READY! FIRE! AIM! TWO DRAFTING TRAPS TO AVOID IN PAPERING A “RUSH” DEAL

JurisdictionUnited States
56 Rocky Mt. Min. L. Fdn. J. 215 (2019)

READY! FIRE! AIM! TWO DRAFTING TRAPS TO AVOID IN PAPERING A "RUSH" DEAL

Brandon Durrett
Dykema Gossett PLLC
San Antonio, Texas

Copyright © 2019 by Rocky Mountain Mineral Law Foundation; Brandon Durrett

[Page 215]

Synopsis

I. "Subject to the PSA" Clause vs. Merger by Deed

II. Perils of the "Notwithstanding" Clause

Abstract

Agreements for the acquisition of oil and gas properties--indeed, acquisition agreements in any context--often require highly complex legal drafting within a short time frame. Parties are typically eager to get under contract and close as quickly as possible to avoid the other party losing interest or backing out. Sellers, in particular, want to limit the amount of time their assets are off the market and the amount of time their buyers may inspect the assets for defects. These time constraints make acquisition agreements particularly prone to errors and drafting oversights.

This paper will discuss the proper use and risky misuses of two clauses common to oil and gas acquisition agreements that are often perceived as drafting shortcuts in "rush" deals. The first topic is the effect of a "subject to the Purchase and Sale Agreement" clause in an assignment of leases, and the degree to which it controls over the actual assignment terms and prevents merger of the Purchase and Sale Agreement into the assignment. The second topic is when, how, and to what extent the phrase "notwithstanding anything herein to the contrary" will cause the language it precedes to override other contract terms.

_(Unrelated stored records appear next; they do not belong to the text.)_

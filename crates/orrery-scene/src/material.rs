//! Surface descriptions and the mesh-creation seam towards the renderer.

use std::path::PathBuf;

use orrery_mesh::Shape;

/// Lighting model for a surface.
#[derive(Clone, Copy, Debug, PartialEq, Eq, Default)]
pub enum MaterialKind {
    /// Unlit; shows the texture at full brightness. Used for the Sun.
    Basic,
    /// Diffuse plus specular from the scene's point lights, plus ambient.
    #[default]
    Phong,
}

#[derive(Clone, Debug, PartialEq)]
pub struct Material {
    pub kind: MaterialKind,
    /// Image to sample. `None` renders `color` flat.
    pub texture: Option<PathBuf>,
    /// Linear RGB tint, also the fallback when the texture cannot be read.
    pub color: [f32; 3],
    /// Blend with what is behind and draw both faces.
    pub transparent: bool,
}

impl Default for Material {
    fn default() -> Self {
        Self {
            kind: MaterialKind::Phong,
            texture: None,
            color: [0.8, 0.8, 0.8],
            transparent: false,
        }
    }
}

/// Opaque reference to a mesh owned by a [`MeshFactory`].
#[derive(Clone, Copy, Debug, PartialEq, Eq, Hash)]
pub struct MeshHandle(pub u32);

/// Creates GPU-side meshes from shapes and materials.
///
/// The scene only stores the returned handles; it never reads rendering state
/// back.
pub trait MeshFactory {
    type Error: std::error::Error + 'static;

    fn create_mesh(&mut self, shape: &Shape, material: &Material)
    -> Result<MeshHandle, Self::Error>;
}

I. "Subject to the PSA" Clause vs. Merger by Deed

The urgency involved in a sale of oil and gas leases does not end when the parties sign a formal purchase and sale agreement (PSA). In the author's experience, the parties' eagerness to close usually intensifies. Typically, the weeks between contracting and closing are a whirlwind of time-intensive due diligence, including data room analysis, review of financial records and corporate filings, examination of title documents and material contracts, regulatory and environmental inspections, purchase price adjustments and knockdowns, and minor renegotiations.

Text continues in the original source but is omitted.